Large and Small Differences
One of the differences between marketing a small complex vs. a larger one is that the larger complexes are much more active in trying to attract new assets even in a downturn. Quantitative has not stopped promoting its funds, however, an active marketing campaign to sell them right now simply does not make sense, Dondis said. "For us, in terms of a small fund family, we're not out there pounding the pavement necessarily for brokers and things like that right now because I just don't think it's very smart time to do that," she said.
The majority of Quant Funds' assets are sold to high-net-worth clients through U.S. Boston Capital Corp., a broker and distributor in Boston. Most of the funds' shareholders are long-term high-net-worth clients, and U.S. Boston has only a couple of reps dedicated to the Quant Funds, according to Dondis. The funds have 12b-1 fees of either 25 or 50 basis points. Five out of the six funds have a 1% redemption fee and the sixth is purely no load, aside from the 12b-1 fee.
Marketing the Positive
When the market downturn began last year, one thing the firm started to do was highlight other areas of the business had become more attractive, such as the firm's increased Web site functionality. Adding features to the Web site helps the company increase visibility and takes some of the focus off of the effects of the down market, Dondis said. "If you can draw the attention of shareholders, investment professionals and media about some good things you're doing at your firm...it's only beneficial," she said. "The idea is to promote a message that's more positive even in times like these. You don't necessarily have to rely on fund performance 100% of the time."
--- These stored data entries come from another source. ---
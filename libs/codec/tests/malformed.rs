//! Malformed-input handling
//!
//! Truncated buffers and unrecognized codes must surface as recoverable,
//! distinguishable errors - never an out-of-bounds read, never a panic,
//! and never state that poisons the next decode call.

use hex_literal::hex;
use switchwire_codec::{
    ChangeKeyDve, ChangeProgramBus, Cut, Message, ProtocolError, Serializable,
    SourcePropertiesChanged, SourceTallies, SwitcherSize, TallyLight, TimecodeChanged,
    TransitionPositionChanged, VideoSource,
};

fn assert_rejects_short_prefixes<M: Message>(valid: &[u8]) {
    for len in 0..valid.len() {
        match M::decode(&valid[..len]) {
            Err(ProtocolError::MessageTooSmall { need, got, .. }) => {
                assert_eq!(got, len);
                assert!(need > len);
            }
            other => panic!("prefix of {} bytes: expected MessageTooSmall, got {:?}", len, other),
        }
    }
}

#[test]
fn every_prefix_of_a_fixed_payload_is_rejected() {
    assert_rejects_short_prefixes::<Cut>(&Cut::new(SwitcherSize::OneMixEffect).encode());
    assert_rejects_short_prefixes::<ChangeProgramBus>(&hex!("00 00 00 01"));
    assert_rejects_short_prefixes::<TimecodeChanged>(&TimecodeChanged::new(1, 2, 3, 4).encode());
    assert_rejects_short_prefixes::<TransitionPositionChanged>(
        &TransitionPositionChanged::new(5000, 10, None, 0).encode(),
    );
    assert_rejects_short_prefixes::<ChangeKeyDve>(&ChangeKeyDve::new(0, 0, 90.0).encode());
}

#[test]
fn source_properties_truncated_at_35_bytes() {
    let payload = [0u8; 35];
    assert_eq!(
        SourcePropertiesChanged::decode(&payload),
        Err(ProtocolError::MessageTooSmall {
            need: 36,
            got: 35,
            context: "SourcePropertiesChanged"
        })
    );
}

#[test]
fn oversized_tally_count_is_a_protocol_violation() {
    // Declares 10 entries but carries only two
    let mut payload = Vec::new();
    payload.extend_from_slice(&10u16.to_be_bytes());
    payload.extend_from_slice(&hex!("00 01 01 00 02 02"));

    assert_eq!(
        SourceTallies::decode(&payload),
        Err(ProtocolError::TruncatedPayload {
            required: 32,
            available: 8,
            count: 10
        })
    );
}

#[test]
fn tally_payload_shorter_than_its_count_field() {
    assert_eq!(
        SourceTallies::decode(&[0x00]),
        Err(ProtocolError::MessageTooSmall {
            need: 2,
            got: 1,
            context: "SourceTallies count"
        })
    );
}

#[test]
fn unknown_source_code_in_a_bus_change() {
    // 0x270F = 9999, outside every known band
    let result = ChangeProgramBus::decode(&hex!("00 00 27 0F"));
    assert_eq!(result, Err(ProtocolError::UnknownVideoSource { raw: 9999 }));
    assert!(result.unwrap_err().is_unknown_code());
}

#[test]
fn unknown_switcher_size_in_a_cut() {
    assert_eq!(
        Cut::decode(&hex!("09 00 00 00")),
        Err(ProtocolError::UnknownSwitcherSize { raw: 9 })
    );
}

#[test]
fn unknown_tally_state_is_distinguishable_from_truncation() {
    // One entry, tally byte 7 out of range
    let mut payload = Vec::new();
    payload.extend_from_slice(&1u16.to_be_bytes());
    payload.extend_from_slice(&hex!("00 01 07"));

    let error = SourceTallies::decode(&payload).unwrap_err();
    assert_eq!(error, ProtocolError::UnknownTallyLight { raw: 7 });
    assert!(error.is_unknown_code());
}

#[test]
fn failed_decode_does_not_poison_subsequent_decodes() {
    // A batch with a bad entry fails...
    let mut bad = Vec::new();
    bad.extend_from_slice(&2u16.to_be_bytes());
    bad.extend_from_slice(&hex!("00 01 01"));
    bad.extend_from_slice(&hex!("27 0F 00")); // unknown source 9999
    assert!(SourceTallies::decode(&bad).is_err());

    // ...and a well-formed batch decoded right after is unaffected
    let mut good = Vec::new();
    good.extend_from_slice(&1u16.to_be_bytes());
    good.extend_from_slice(&hex!("00 01 01"));
    let decoded = SourceTallies::decode(&good).unwrap();
    assert_eq!(
        decoded.tallies.get(&VideoSource::Input(1)),
        Some(&TallyLight::Program)
    );
}

#[test]
fn reserved_bytes_in_input_are_ignored_not_validated() {
    // Device sends junk in the reserved bytes; decode accepts, re-encode zeroes
    let decoded = ChangeProgramBus::decode(&hex!("00 FF 00 05")).unwrap();
    assert_eq!(decoded.program_bus, VideoSource::Input(5));
    assert_eq!(decoded.encode(), hex!("00 00 00 05"));
}
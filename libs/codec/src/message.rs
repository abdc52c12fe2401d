//! The message codec contract
//!
//! Every message type satisfies a uniform interface: a static title
//! identity, decode-from-bytes, and a human-readable description. Types the
//! control application can also *send* additionally implement
//! [`Serializable`] for encode-to-bytes (a handful of device events are
//! decode-only).
//!
//! The contract is deliberately context-free: a decode call receives a byte
//! slice already isolated to exactly one message's payload (title and
//! length header stripped by the framing layer) and retains no state across
//! calls. The codec never branches on titles - mapping a title to a decoder
//! is the dispatch registry's job.

use crate::title::MessageTitle;
use switchwire_types::ProtocolResult;

/// A protocol message that can be decoded from a payload slice
///
/// # Round-trip law
///
/// For every type that is also [`Serializable`] and every value `v`
/// constructible through its public initializer,
/// `decode(&encode(&v)) == Ok(v)`. The converse holds only for payloads
/// produced by a conformant encoder: reserved bytes in device-supplied
/// input are ignored on decode and re-zeroed on encode, not preserved.
pub trait Message: std::fmt::Debug + Sized {
    /// The 4-byte wire tag identifying this message type
    const TITLE: MessageTitle;

    /// Decode a payload slice known to belong to this message type
    ///
    /// Fails with a truncated-input error when the slice is shorter than
    /// the type's declared length, or with an unrecognized-code error when
    /// an embedded enumerated field carries a value this codec does not
    /// know. Never reads beyond the slice, never panics on malformed input.
    fn decode(payload: &[u8]) -> ProtocolResult<Self>;

    /// Non-normative human-readable summary, for debugging only
    fn describe(&self) -> String;
}

/// A message the control application can serialize for sending
pub trait Serializable: Message {
    /// Produce the byte payload for an outgoing frame
    ///
    /// Total and deterministic: the same value always yields the identical
    /// byte sequence, with every reserved byte zero. The framing layer
    /// prepends title and length.
    fn encode(&self) -> Vec<u8>;
}
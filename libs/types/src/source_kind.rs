//! Source kind classification
//!
//! A 16-bit category code reported with a source's properties. The external
//! band (0) covers physical inputs; everything else is generated inside the
//! device.

use crate::errors::{ProtocolError, ProtocolResult};
use num_enum::TryFromPrimitive;

/// Category of a video source
#[repr(u16)]
#[derive(Debug, Clone, Copy, PartialEq, Eq, Hash, TryFromPrimitive)]
#[cfg_attr(feature = "serde", derive(serde::Serialize, serde::Deserialize))]
pub enum SourceKind {
    External = 0,
    Black = 1,
    ColorBars = 2,
    ColorGenerator = 3,
    MediaPlayerFill = 4,
    MediaPlayerKey = 5,
    SuperSource = 6,
    MixEffectOutput = 128,
    Auxiliary = 129,
    Mask = 130,
}

impl SourceKind {
    /// Decode a raw kind code, failing on unrecognized values
    pub fn decode(raw: u16) -> ProtocolResult<Self> {
        Self::try_from(raw).map_err(|_| ProtocolError::UnknownSourceKind { raw })
    }

    /// The raw 16-bit wire representation
    pub fn raw_value(self) -> u16 {
        self as u16
    }

    /// True for sources generated inside the device
    pub fn is_internal(self) -> bool {
        !matches!(self, Self::External)
    }
}

#[cfg(test)]
mod tests {
    use super::*;

    #[test]
    fn decode_round_trips_known_kinds() {
        for kind in [
            SourceKind::External,
            SourceKind::Black,
            SourceKind::ColorBars,
            SourceKind::ColorGenerator,
            SourceKind::MediaPlayerFill,
            SourceKind::MediaPlayerKey,
            SourceKind::SuperSource,
            SourceKind::MixEffectOutput,
            SourceKind::Auxiliary,
            SourceKind::Mask,
        ] {
            assert_eq!(SourceKind::decode(kind.raw_value()), Ok(kind));
        }
    }

    #[test]
    fn unknown_kind_codes_fail() {
        assert_eq!(
            SourceKind::decode(7),
            Err(ProtocolError::UnknownSourceKind { raw: 7 })
        );
        assert_eq!(
            SourceKind::decode(500),
            Err(ProtocolError::UnknownSourceKind { raw: 500 })
        );
    }

    #[test]
    fn only_external_is_external() {
        assert!(!SourceKind::External.is_internal());
        assert!(SourceKind::Black.is_internal());
        assert!(SourceKind::Auxiliary.is_internal());
    }
}
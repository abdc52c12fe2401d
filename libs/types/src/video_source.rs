//! Logical video source identifiers
//!
//! Source ids occupy a banded 16-bit space: camera inputs are dense small
//! integers, internal generators and bus aliases live in higher bands. The
//! space is open-ended - devices gain new sources across firmware versions -
//! so decoding offers both a failing form (`decode`) and a total form
//! (`from_raw`) that folds unrecognized codes into an `Unknown` catch-all
//! carrying the raw value.

use crate::errors::{ProtocolError, ProtocolResult};

/// A logical input or output of the switcher
///
/// Each variant corresponds to a band of the raw id space. Band payloads
/// (e.g. the camera number in `Input`) are expected to stay within the
/// documented range; out-of-band payloads are a caller bug on the send path,
/// like any other invalid direct field initialization.
#[derive(Debug, Clone, Copy, PartialEq, Eq, Hash)]
#[cfg_attr(feature = "serde", derive(serde::Serialize, serde::Deserialize))]
pub enum VideoSource {
    /// Black generator (id 0)
    Black,
    /// Camera input 1..=999
    Input(u16),
    /// Color bars generator (id 1000)
    ColorBars,
    /// Color generator 1..=2 (ids 2001, 2002)
    Color(u8),
    /// Media player fill 1..=4 (ids 3010, 3020, ...)
    MediaPlayer(u8),
    /// Media player key 1..=4 (ids 3011, 3021, ...)
    MediaPlayerKey(u8),
    /// Upstream key mask 1..=4 (ids 4010, 4020, ...)
    KeyMask(u8),
    /// Downstream key mask 1..=2 (ids 5010, 5020)
    DownstreamKeyMask(u8),
    /// SuperSource compositor (id 6000)
    SuperSource,
    /// Clean feed 1..=2 (ids 7001, 7002)
    CleanFeed(u8),
    /// Auxiliary output 1..=6 (ids 8001..)
    Auxiliary(u8),
    /// Program bus alias for mix effect 0..=3 (ids 10010, 10020, ...)
    Program(u8),
    /// Preview bus alias for mix effect 0..=3 (ids 10011, 10021, ...)
    Preview(u8),
    /// Source code this codec does not recognize, raw value preserved
    Unknown(u16),
}

impl VideoSource {
    /// Classify a raw id, folding unrecognized codes into `Unknown`
    ///
    /// Total: used where a message stores an id without interpreting it and
    /// must survive codes added after this codec was written.
    pub fn from_raw(raw: u16) -> Self {
        match raw {
            0 => Self::Black,
            1..=999 => Self::Input(raw),
            1000 => Self::ColorBars,
            2001..=2002 => Self::Color((raw - 2000) as u8),
            3010..=3049 => {
                let unit = ((raw - 3000) / 10) as u8;
                match raw % 10 {
                    0 => Self::MediaPlayer(unit),
                    1 => Self::MediaPlayerKey(unit),
                    _ => Self::Unknown(raw),
                }
            }
            4010..=4049 if raw % 10 == 0 => Self::KeyMask(((raw - 4000) / 10) as u8),
            5010..=5029 if raw % 10 == 0 => Self::DownstreamKeyMask(((raw - 5000) / 10) as u8),
            6000 => Self::SuperSource,
            7001..=7002 => Self::CleanFeed((raw - 7000) as u8),
            8001..=8006 => Self::Auxiliary((raw - 8000) as u8),
            10010..=10049 => {
                let me = ((raw - 10010) / 10) as u8;
                match raw % 10 {
                    0 => Self::Program(me),
                    1 => Self::Preview(me),
                    _ => Self::Unknown(raw),
                }
            }
            _ => Self::Unknown(raw),
        }
    }

    /// Classify a raw id, failing on unrecognized codes
    ///
    /// The failing form is used by messages whose semantics require a known
    /// source (bus changes, tally entries). The error is distinguishable
    /// from truncation so callers can skip-and-continue.
    pub fn decode(raw: u16) -> ProtocolResult<Self> {
        match Self::from_raw(raw) {
            Self::Unknown(raw) => Err(ProtocolError::UnknownVideoSource { raw }),
            source => Ok(source),
        }
    }

    /// The raw 16-bit wire representation
    ///
    /// Total, and the left inverse of both constructors:
    /// `decode(v.raw_value()) == Ok(v)` for every value `decode` can return.
    pub fn raw_value(self) -> u16 {
        match self {
            Self::Black => 0,
            Self::Input(n) => n,
            Self::ColorBars => 1000,
            Self::Color(n) => 2000 + n as u16,
            Self::MediaPlayer(n) => 3000 + n as u16 * 10,
            Self::MediaPlayerKey(n) => 3001 + n as u16 * 10,
            Self::KeyMask(n) => 4000 + n as u16 * 10,
            Self::DownstreamKeyMask(n) => 5000 + n as u16 * 10,
            Self::SuperSource => 6000,
            Self::CleanFeed(n) => 7000 + n as u16,
            Self::Auxiliary(n) => 8000 + n as u16,
            Self::Program(me) => 10010 + me as u16 * 10,
            Self::Preview(me) => 10011 + me as u16 * 10,
            Self::Unknown(raw) => raw,
        }
    }

    /// True for the generators and bus aliases produced inside the device
    pub fn is_internal(self) -> bool {
        !matches!(self, Self::Input(_) | Self::Unknown(_))
    }
}

#[cfg(test)]
mod tests {
    use super::*;

    #[test]
    fn known_bands_round_trip() {
        let sources = [
            VideoSource::Black,
            VideoSource::Input(1),
            VideoSource::Input(20),
            VideoSource::Input(999),
            VideoSource::ColorBars,
            VideoSource::Color(1),
            VideoSource::Color(2),
            VideoSource::MediaPlayer(1),
            VideoSource::MediaPlayer(2),
            VideoSource::MediaPlayerKey(1),
            VideoSource::KeyMask(1),
            VideoSource::DownstreamKeyMask(2),
            VideoSource::SuperSource,
            VideoSource::CleanFeed(1),
            VideoSource::Auxiliary(3),
            VideoSource::Program(0),
            VideoSource::Preview(0),
            VideoSource::Program(3),
            VideoSource::Preview(3),
        ];
        for source in sources {
            assert_eq!(VideoSource::decode(source.raw_value()), Ok(source));
        }
    }

    #[test]
    fn raw_values_match_the_wire_bands() {
        assert_eq!(VideoSource::Black.raw_value(), 0);
        assert_eq!(VideoSource::Input(4).raw_value(), 4);
        assert_eq!(VideoSource::ColorBars.raw_value(), 1000);
        assert_eq!(VideoSource::MediaPlayer(1).raw_value(), 3010);
        assert_eq!(VideoSource::MediaPlayerKey(2).raw_value(), 3021);
        assert_eq!(VideoSource::Program(0).raw_value(), 10010);
        assert_eq!(VideoSource::Preview(1).raw_value(), 10021);
    }

    #[test]
    fn unrecognized_codes_fail_decode_but_not_from_raw() {
        for raw in [1500u16, 2003, 3015, 9999, 20000, u16::MAX] {
            assert_eq!(
                VideoSource::decode(raw),
                Err(ProtocolError::UnknownVideoSource { raw })
            );
            let fallback = VideoSource::from_raw(raw);
            assert_eq!(fallback, VideoSource::Unknown(raw));
            // The raw value survives the catch-all
            assert_eq!(fallback.raw_value(), raw);
        }
    }

    #[test]
    fn internal_classification() {
        assert!(VideoSource::Black.is_internal());
        assert!(VideoSource::ColorBars.is_internal());
        assert!(VideoSource::Program(0).is_internal());
        assert!(!VideoSource::Input(7).is_internal());
        assert!(!VideoSource::Unknown(1500).is_internal());
    }
}
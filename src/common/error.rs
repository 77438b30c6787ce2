use axum::{
    http::StatusCode,
    response::{IntoResponse, Response},
    Json,
};
use serde_json::json;
use thiserror::Error;

// Nosso tipo de erro, com `thiserror` para melhor ergonomia.
#[derive(Debug, Error)]
pub enum AppError {
    #[error("Erro de validação")]
    ValidationError(#[from] validator::ValidationErrors),

    #[error("Token inválido")]
    InvalidToken,

    #[error("Workspace não encontrado")]
    WorkspaceNotFound,

    #[error("Membro não encontrado neste workspace")]
    MembershipNotFound,

    #[error("Cargo não encontrado")]
    RoleNotFound,

    #[error("Lead não encontrado")]
    LeadNotFound,

    #[error("Endpoint de webhook não encontrado ou inativo")]
    WebhookEndpointNotFound,

    #[error("Acesso negado: {0}")]
    Forbidden(String),

    #[error("Permissão desconhecida: {0}")]
    UnknownPermission(String),

    #[error("Violação de unicidade: {0}")]
    UniqueConstraintViolation(String),

    #[error("Assinatura do webhook ausente")]
    SignatureMissing,

    #[error("Assinatura do webhook inválida")]
    SignatureMismatch,

    #[error("Payload inválido: {0}")]
    PayloadInvalid(String),

    // Variante para erros de banco de dados
    #[error("Erro de banco de dados")]
    DatabaseError(#[from] sqlx::Error),

    // Variante genérica para qualquer outro erro inesperado
    #[error("Erro interno do servidor")]
    InternalServerError(#[from] anyhow::Error),

    #[error("Erro de JWT: {0}")]
    JwtError(#[from] jsonwebtoken::errors::Error),
}

impl AppError {
    /// Status HTTP gravado no WebhookLog para cada falha do pipeline de
    /// ingestão. 4xx para erro do remetente, 500 para erro de processamento.
    pub fn webhook_status(&self) -> StatusCode {
        match self {
            AppError::WebhookEndpointNotFound => StatusCode::NOT_FOUND,
            AppError::SignatureMissing | AppError::SignatureMismatch => StatusCode::UNAUTHORIZED,
            AppError::PayloadInvalid(_) => StatusCode::BAD_REQUEST,
            _ => StatusCode::INTERNAL_SERVER_ERROR,
        }
    }
}

impl IntoResponse for AppError {
    fn into_response(self) -> Response {
        let (status, error_message) = match self {
            // Retorna todos os detalhes da validação, campo a campo.
            AppError::ValidationError(errors) => {
                let mut details = std::collections::HashMap::new();
                for (field, field_errors) in errors.field_errors() {
                    let messages: Vec<String> = field_errors
                        .iter()
                        .filter_map(|e| e.message.as_ref().map(|m| m.to_string()))
                        .collect();
                    details.insert(field.to_string(), messages);
                }
                let body = Json(json!({
                    "error": "Um ou mais campos são inválidos.",
                    "details": details,
                }));
                return (StatusCode::BAD_REQUEST, body).into_response();
            }
            AppError::InvalidToken => {
                (StatusCode::UNAUTHORIZED, "Token de autenticação inválido ou ausente.".to_string())
            }
            AppError::JwtError(_) => {
                (StatusCode::UNAUTHORIZED, "Token de autenticação inválido ou ausente.".to_string())
            }
            AppError::WorkspaceNotFound
            | AppError::MembershipNotFound
            | AppError::RoleNotFound
            | AppError::LeadNotFound
            | AppError::WebhookEndpointNotFound => (StatusCode::NOT_FOUND, self.to_string()),

            AppError::Forbidden(_) => (StatusCode::FORBIDDEN, self.to_string()),

            AppError::UnknownPermission(_) | AppError::PayloadInvalid(_) => {
                (StatusCode::BAD_REQUEST, self.to_string())
            }

            AppError::UniqueConstraintViolation(_) => (StatusCode::CONFLICT, self.to_string()),

            AppError::SignatureMissing | AppError::SignatureMismatch => {
                (StatusCode::UNAUTHORIZED, self.to_string())
            }

            // Todos os outros erros (DatabaseError, InternalServerError) viram 500.
            // O `tracing` loga a mensagem detalhada; o cliente recebe algo genérico.
            ref e => {
                tracing::error!("Erro Interno do Servidor: {}", e);
                (StatusCode::INTERNAL_SERVER_ERROR, "Ocorreu um erro inesperado.".to_string())
            }
        };

        // Resposta padrão para erros simples que só têm uma mensagem.
        let body = Json(json!({ "error": error_message }));
        (status, body).into_response()
    }
}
The company has even begun offering shareholder account and transfer agency services to outside fund firms to leverage its expertise in that area and generate additional revenue. The company offers Web site development and hosting services as well as advanced shareholder record keeping services. While the company still knows it's an investment manager ("No matter what, you always have to promote your funds in this business," Dondis says), if Quantitative can generate a buzz' around its other services, there is no reason not to take advantage of that, she said. Those services appeal to other small fund complexes. Quantitative is in the process of signing up several firms now and will soon make announcements about them.
As far as marketing action taken in response to the tragedy of Sept. 11, the firm has made information available to shareholders, but does not want to overwhelm them, said Dondis. The firm sent out a short "touch-base" letter to shareholders by e-mail, letting them know that Quantitative's systems are up and operational and that they should call the company's sales reps or shareholder services with any questions they may have. "People are getting inundated with a lot of stuff. We just wanted to send out a simple letter saying, Hi. We're here. Bear with us and bear with this market.'"
Quantitative is relying heavily on its reps to communicate with shareholders and ease their concerns. "This is the time for the reps to really step up and protect the assets and the relationships with clients," Dondis said. "It's still an asset retention mode, although it's a little different."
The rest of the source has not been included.